Photo: Lt. Col Hermann Hesse of the Cheshire Regiment in World War I from https://diversenarratives.com/2015/01/27/lt-colonel-hermann-hesse/

Thursday, February 1, 2018

For the interim time

When near the end of day, life has drained
Out of light, and it is too soon
For the mind of night to have darkened things,

No place looks like itself, loss of outline
Makes everything look strangely in-between,
Unsure of what has been, or what might come. 

In this wan light, even trees seem groundless.
In a while it will be night, but nothing
Here seems TO believe the relief of dark.

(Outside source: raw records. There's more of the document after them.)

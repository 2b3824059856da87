//! Acceleration structure
//! Triangle meshes are compiled into stackless BVH records, since neither the
//! OpenCL nor the CPU kernels have hardware-accelerated raytracing queries.

pub mod bvh2;
pub mod flatten;
pub mod traversal;

pub use bvh2::{BVHNode, BVHNodeKind, BoundingVolumeHierarchy, NodeIndex};
pub use traversal::StacklessTraversal;
use crate::geometry::Vec3;

/// Projection used by the kernel when generating primary rays
#[repr(i32)]
#[derive(Debug, Clone, Copy, PartialEq, Eq, Hash)]
pub enum Lens {
    Thin = 1,
    Fisheye = 2,
}

#[derive(Debug, Clone, Copy, PartialEq)]
pub struct Camera {
    pub eye: Vec3,
    pub target: Vec3,
    pub up: Vec3,

    pub xfov: f32, // radians
    pub resolution_x: u32,
    pub resolution_y: u32,

    pub aperture_radius: f32, // zero for a pinhole
    pub focal_distance: f32,
    pub lens: Lens,
}

impl Default for Camera {
    fn default() -> Self {
        Camera::lookat_camera(
            Vec3::zero(),
            Vec3(0.0, 0.0, -1.0),
            Vec3(0.0, 1.0, 0.0),
            (90.0_f32).to_radians(),
            800,
            600,
        )
    }
}

impl Camera {
    /// Pinhole camera at `eye` looking at `target`, focused on the target
    pub fn lookat_camera(
        eye: Vec3,
        target: Vec3,
        up: Vec3,
        xfov: f32,
        resolution_x: u32,
        resolution_y: u32,
    ) -> Camera {
        Camera {
            eye,
            target,
            up,
            xfov,
            resolution_x,
            resolution_y,
            aperture_radius: 0.0,
            focal_distance: (target - eye).length(),
            lens: Lens::Thin,
        }
    }

    pub fn with_aperture(mut self, aperture_radius: f32, focal_distance: f32) -> Camera {
        self.aperture_radius = aperture_radius;
        self.focal_distance = focal_distance;
        self
    }

    pub fn with_lens(mut self, lens: Lens) -> Camera {
        self.lens = lens;
        self
    }

    /// Vertical field of view matching the aspect ratio of the raster
    pub fn yfov(&self) -> f32 {
        let aspect = self.resolution_y as f32 / self.resolution_x.max(1) as f32;
        2.0 * f32::atan(f32::tan(self.xfov / 2.0) * aspect)
    }

    /// Orthonormal camera basis (u, v, w). w points from the target back
    /// towards the eye, u to the right and v up.
    pub fn basis(&self) -> (Vec3, Vec3, Vec3) {
        let w = Vec3::normalized(self.eye - self.target);
        let mut right = Vec3::cross(self.up, w);
        if right.near_zero() {
            // up is parallel to the viewing direction, pick any perpendicular
            let fallback = if w.x().abs() < 0.9 { Vec3(1.0, 0.0, 0.0) } else { Vec3(0.0, 0.0, 1.0) };
            right = Vec3::cross(fallback, w);
        }
        let u = Vec3::normalized(right);
        let v = Vec3::cross(w, u);
        (u, v, w)
    }

    /// Fixed 19 element record:
    /// aperture, eye (3), xfov, yfov, focal distance, u (3), v (3), w (3),
    /// resolution x, resolution y, lens
    pub fn to_array(&self) -> [f32; 19] {
        let (u, v, w) = self.basis();
        #[rustfmt::skip]
        let array = [
            self.aperture_radius,
            self.eye.x(), self.eye.y(), self.eye.z(),
            self.xfov, self.yfov(),
            self.focal_distance,
            u.x(), u.y(), u.z(),
            v.x(), v.y(), v.z(),
            w.x(), w.y(), w.z(),
            self.resolution_x as f32, self.resolution_y as f32,
            self.lens as i32 as f32,
        ];
        array
    }
}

You are in this time of the interim
Where everything seems withheld.

The path you took to get here has washed out;
The way forward is still concealed from you.

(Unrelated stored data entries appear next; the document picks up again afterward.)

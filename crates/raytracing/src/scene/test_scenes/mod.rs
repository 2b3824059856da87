//! Builtin scenes used as fixtures by the compiler tests and by `raytracing-cli compile`.
//!
//! Each one exercises a different part of the compiler: shared instances,
//! duplicated geometry, meshes large enough to need a real BVH, emissive
//! surfaces and every shape kind.

use crate::{
    geometry::{Plane, Sphere, Terrain, Transform, Triangle, TriangleMesh, Vec2, Vec3, Vec3u, Vertex},
    materials::{ImageTexture, Material, Surface, Texture},
    scene::{Camera, Lens, Primitive, Scene},
};

// (normal, tangent u, tangent v) of each cube face, vertices are laid out
// counterclockwise seen from outside
const CUBE_FACES: [(Vec3, Vec3, Vec3); 6] = [
    (Vec3(1.0, 0.0, 0.0), Vec3(0.0, 0.0, -1.0), Vec3(0.0, 1.0, 0.0)),
    (Vec3(-1.0, 0.0, 0.0), Vec3(0.0, 0.0, 1.0), Vec3(0.0, 1.0, 0.0)),
    (Vec3(0.0, 1.0, 0.0), Vec3(1.0, 0.0, 0.0), Vec3(0.0, 0.0, -1.0)),
    (Vec3(0.0, -1.0, 0.0), Vec3(1.0, 0.0, 0.0), Vec3(0.0, 0.0, 1.0)),
    (Vec3(0.0, 0.0, 1.0), Vec3(1.0, 0.0, 0.0), Vec3(0.0, 1.0, 0.0)),
    (Vec3(0.0, 0.0, -1.0), Vec3(-1.0, 0.0, 0.0), Vec3(0.0, 1.0, 0.0)),
];

/// Axis-aligned cube centered on the origin, 12 triangles with flat normals.
/// `subdivisions` splits every face into a grid of quads, which gives the BVH
/// builder more to do.
pub fn make_cube(side_length: f32, subdivisions: u32) -> TriangleMesh {
    let h = side_length / 2.0;
    let n = subdivisions.max(1);
    let step = side_length / n as f32;

    let mut vertices = Vec::new();
    let mut normals = Vec::new();
    let mut uvs = Vec::new();
    let mut tris = Vec::new();

    for (normal, tangent_u, tangent_v) in CUBE_FACES {
        let origin = normal * h - tangent_u * h - tangent_v * h;
        let base = vertices.len() as u32;
        for j in 0..=n {
            for i in 0..=n {
                vertices.push(origin + tangent_u * (step * i as f32) + tangent_v * (step * j as f32));
                normals.push(normal);
                uvs.push(Vec2(i as f32 / n as f32, j as f32 / n as f32));
            }
        }
        let row = n + 1;
        for j in 0..n {
            for i in 0..n {
                let corner = base + j * row + i;
                tris.push(Vec3u(corner, corner + 1, corner + row + 1));
                tris.push(Vec3u(corner, corner + row + 1, corner + row));
            }
        }
    }

    TriangleMesh::from_indexed(&vertices, &normals, &uvs, &tris)
}

fn white_lambertian() -> Surface {
    Surface::lambertian(Texture::constant(Vec3(0.8, 0.8, 0.8)))
}

pub fn empty_scene() -> Scene {
    Scene::new("empty", Camera::default())
}

// five primitives sharing a single sphere, placed by their transforms
pub fn spheres_scene() -> Scene {
    let camera = Camera::lookat_camera(
        Vec3(0.0, 1.0, 6.0),
        Vec3::zero(),
        Vec3(0.0, 1.0, 0.0),
        (60.0_f32).to_radians(),
        640,
        360,
    );
    let mut scene = Scene::new("spheres", camera);

    let sphere = Sphere::new(Vec3::zero(), 0.5);
    let red = Surface::lambertian(Texture::constant(Vec3(0.7, 0.1, 0.1)));
    for i in 0..5 {
        let x = (i as f32 - 2.0) * 1.25;
        scene.add_primitive(Primitive::new(sphere, red.clone(), Transform::translate(Vec3(x, 0.0, 0.0))));
    }

    let ground = Plane::new(Vec3(0.0, -0.5, 0.0), Vec3(1.0, -0.5, 0.0), Vec3(0.0, -0.5, -1.0));
    scene.add_primitive(Primitive::untransformed(ground, white_lambertian()));

    scene
}

// one mesh of three triangles, two of which are identical
pub fn duplicate_triangles_scene() -> Scene {
    let n = Vec3(0.0, 0.0, 1.0);
    let triangle = |x: f32| {
        Triangle::new(
            Vertex::new(Vec3(x, 0.0, 0.0), n, Vec2(0.0, 0.0)),
            Vertex::new(Vec3(x + 1.0, 0.0, 0.0), n, Vec2(1.0, 0.0)),
            Vertex::new(Vec3(x, 1.0, 0.0), n, Vec2(0.0, 1.0)),
        )
    };
    let mesh = TriangleMesh::new(vec![triangle(0.0), triangle(0.0), triangle(2.0)]);

    let camera = Camera::lookat_camera(
        Vec3(1.5, 0.5, 4.0),
        Vec3(1.5, 0.5, 0.0),
        Vec3(0.0, 1.0, 0.0),
        (45.0_f32).to_radians(),
        400,
        400,
    );
    let mut scene = Scene::new("duplicate_triangles", camera);
    scene.add_primitive(Primitive::untransformed(mesh, white_lambertian()));
    scene
}

// two instances of one subdivided cube
pub fn cube_scene() -> Scene {
    let camera = Camera::lookat_camera(
        Vec3(1.0, 0.75, -1.0),
        Vec3(0.0, 0.0, -3.0),
        Vec3(0.0, 1.0, 0.0),
        (45.0_f32).to_radians(),
        400,
        400,
    );
    let mut scene = Scene::new("cube", camera);

    let cube = make_cube(1.0, 3);
    let checker = Surface::lambertian(Texture::checkerboard(
        Vec3(0.9, 0.9, 0.9),
        Vec3(0.1, 0.1, 0.1),
        4.0,
        4.0,
    ));

    scene.add_primitive(Primitive::new(cube.clone(), checker.clone(), Transform::translate(Vec3(0.0, 0.0, -3.0))));
    scene.add_primitive(Primitive::new(
        cube,
        checker,
        Transform::rotate((30.0_f32).to_radians(), Vec3(0.0, 1.0, 0.0)).compose(Transform::translate(Vec3(
            1.5, 0.0, -4.0,
        ))),
    ));

    scene
}

#[rustfmt::skip]
pub fn cornell_box_scene() -> Scene {
    // Dimensions: width=2, height=2, depth=2, y-up, open towards +z
    let (left, right) = (-1.0, 1.0);
    let (bottom, top) = (0.0, 2.0);
    let back = -1.0;

    let camera = Camera::lookat_camera(
        Vec3(0.0, 1.0, 3.4),
        Vec3(0.0, 1.0, 0.0),
        Vec3(0.0, 1.0, 0.0),
        (40.0_f32).to_radians(),
        500,
        500,
    )
    .with_aperture(0.02, 3.4);
    let mut scene = Scene::new("cornell_box", camera);

    let white = white_lambertian();
    let red   = Surface::lambertian(Texture::constant(Vec3(0.6, 0.1, 0.1)));
    let green = Surface::lambertian(Texture::constant(Vec3(0.1, 0.6, 0.1)));

    // normals point into the box
    let floor      = Plane::new(Vec3(0.0, bottom, 0.0), Vec3(0.0, bottom, 1.0), Vec3(1.0, bottom, 0.0));
    let ceiling    = Plane::new(Vec3(0.0, top, 0.0), Vec3(1.0, top, 0.0), Vec3(0.0, top, 1.0));
    let back_wall  = Plane::new(Vec3(0.0, 0.0, back), Vec3(1.0, 0.0, back), Vec3(0.0, 1.0, back));
    let left_wall  = Plane::new(Vec3(left, 0.0, 0.0), Vec3(left, 0.0, -1.0), Vec3(left, 1.0, 0.0));
    let right_wall = Plane::new(Vec3(right, 0.0, 0.0), Vec3(right, 1.0, 0.0), Vec3(right, 0.0, -1.0));

    scene.add_primitive(Primitive::untransformed(floor, white.clone()));
    scene.add_primitive(Primitive::untransformed(ceiling, white.clone()));
    scene.add_primitive(Primitive::untransformed(back_wall, white.clone()));
    scene.add_primitive(Primitive::untransformed(left_wall, red));
    scene.add_primitive(Primitive::untransformed(right_wall, green));

    let glass = Surface::new(Material::Glass, Texture::constant(Vec3(1.0, 1.0, 1.0)));
    let mirror = Surface::new(Material::Mirror, Texture::constant(Vec3(0.95, 0.95, 0.95)));
    let coated = Surface::new(Material::ClearCoat, Texture::constant(Vec3(0.2, 0.3, 0.7))).with_noise(0.1, 8.0);
    scene.add_primitive(Primitive::untransformed(Sphere::new(Vec3(-0.45, 0.35, -0.3), 0.35), glass));
    scene.add_primitive(Primitive::untransformed(Sphere::new(Vec3(0.45, 0.35, 0.2), 0.35), mirror));

    let block = make_cube(0.5, 1);
    scene.add_primitive(Primitive::new(block, coated, Transform::translate(Vec3(0.0, 0.25, -0.6))));

    // small spherical lamp just below the ceiling
    let lamp = white.with_emission(Texture::constant(Vec3(15.0, 15.0, 15.0)));
    scene.add_primitive(Primitive::untransformed(Sphere::new(Vec3(0.0, top - 0.1, 0.0), 0.05), lamp));

    scene
}

// procedural heightfield lit by an image-textured sky sphere
pub fn terrain_scene() -> Scene {
    let camera = Camera::lookat_camera(
        Vec3(0.0, 40.0, 120.0),
        Vec3(0.0, 10.0, 0.0),
        Vec3(0.0, 1.0, 0.0),
        (70.0_f32).to_radians(),
        960,
        540,
    );
    let mut scene = Scene::new("terrain", camera);

    let terrain = Terrain {
        frequency: 0.01,
        gain: 0.5,
        minimum: -10.0,
        maximum: 30.0,
        octaves: 8,
    };
    let rock = Surface::new(Material::Phong, Texture::constant(Vec3(0.45, 0.4, 0.35)))
        .with_normal(Texture::SurfaceNormal { tangent_space: true })
        .with_noise(0.25, 0.05);
    scene.add_primitive(Primitive::untransformed(terrain, rock));

    // 2x2 sky gradient, brighter towards the zenith
    let sky = ImageTexture::new(
        2,
        2,
        vec![Vec3(0.6, 0.7, 1.0), Vec3(0.6, 0.7, 1.0), Vec3(0.3, 0.4, 0.6), Vec3(0.3, 0.4, 0.6)],
    );
    let sky_texture = match sky {
        Some(image) => Texture::image(image),
        None => Texture::constant(Vec3(0.5, 0.6, 0.8)),
    };
    let sky_surface = Surface::new(Material::Lambertian, Texture::black()).with_emission(sky_texture);
    scene.add_primitive(Primitive::untransformed(Sphere::new(Vec3::zero(), 1000.0), sky_surface));

    scene
}

// the spheres scene seen through a fisheye lens, plus a uv-textured mirror ball
pub fn fisheye_scene() -> Scene {
    let spheres = spheres_scene();
    let mut scene = Scene::new("fisheye", spheres.camera().with_lens(Lens::Fisheye));
    for primitive in spheres.primitives() {
        scene.add_primitive(primitive.clone());
    }
    scene.add_primitive(Primitive::untransformed(
        Sphere::new(Vec3(0.0, 0.0, 0.0), 0.25),
        Surface::new(Material::Mirror, Texture::UV),
    ));
    scene
}

pub struct TestScene {
    pub name: &'static str,
    pub scene_func: fn() -> Scene,
}

pub const fn all_test_scenes() -> &'static [TestScene] {
    &[
        TestScene {
            name: "empty",
            scene_func: empty_scene,
        },
        TestScene {
            name: "spheres",
            scene_func: spheres_scene,
        },
        TestScene {
            name: "duplicate_triangles",
            scene_func: duplicate_triangles_scene,
        },
        TestScene {
            name: "cube",
            scene_func: cube_scene,
        },
        TestScene {
            name: "cornell_box",
            scene_func: cornell_box_scene,
        },
        TestScene {
            name: "terrain",
            scene_func: terrain_scene,
        },
        TestScene {
            name: "fisheye",
            scene_func: fisheye_scene,
        },
    ]
}

pub fn find_test_scene(name: &str) -> Option<&'static TestScene> {
    all_test_scenes().iter().find(|test_scene| test_scene.name == name)
}

#[cfg(test)]
mod tests {
    use super::*;

    #[test]
    fn cube_has_flat_faces() {
        let cube = make_cube(2.0, 1);
        assert_eq!(cube.len(), 12);
        assert!((cube.area() - 24.0).abs() < 1e-4);
        let bounds = cube.bounds().unwrap();
        assert_eq!(bounds.minimum, Vec3(-1.0, -1.0, -1.0));
        assert_eq!(bounds.maximum, Vec3(1.0, 1.0, 1.0));

        for triangle in cube.triangles() {
            let winding = Vec3::cross(triangle.b.position - triangle.a.position, triangle.c.position - triangle.a.position);
            assert!(Vec3::dot(winding, triangle.a.normal) > 0.0);
        }

        assert_eq!(make_cube(1.0, 3).len(), 6 * 9 * 2);
    }

    #[test]
    fn registry_names_match_scenes() {
        for test_scene in all_test_scenes() {
            let scene = (test_scene.scene_func)();
            assert_eq!(scene.name(), test_scene.name);
        }
        assert!(find_test_scene("cornell_box").is_some());
        assert!(find_test_scene("missing").is_none());
    }
}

"The old is not old enough to have died away;
The new is still too young to be born."

You cannot lay claim to anything;
In this place of dusk,
Your eyes are blurred;
And there is no mirror.

Everyone else has lost sight of your heart
And you can see nowhere to put your trust;
You know you have to make your own way through.

As far as you can, hold your confidence.
Do not allow your confusion to squander
This call which is loosening
Your roots in false ground,
That you might come free
From all you have outgrown.

What is being transfigured here is your mind,
And it is difficult and slow to become new.
The more faithfully you can endure here,
The more refined your heart will become
For your arrival in the new dawn.

-- John O'Donohue (1956-2008), from To Bless the Space Between Us: A Book of Blessings, 2008

Evening Winter light at St. Martin's Episcopal Church, Ellisville



Hearth Keeper Prayer


Brigid of the Mantle, encompass us,
Lady of the Lambs, protect us,
Keeper of the Hearth, kindle us.
Beneath your mantle, gather us,
And restore us to memory.
Mothers of our mother, Foremothers strong.
Guide our hands in yours,
Remind us how to kindle the hearth.
To keep it bright, to preserve the flame.
Your hands upon ours, Our hands within yours,
To kindle the light, Both day and night.
The Mantle of Brigid about us,
The Memory of Brigid within us,
The Protection of Brigid keeping us
From harm, from ignorance, from heartlessness.
This day and night,
From dawn till dark,
From dark till dawn.

-- From the Order of St. Brigid of Kildare (453-525), one of the patron saints of Ireland. Her feast day is today, February 1.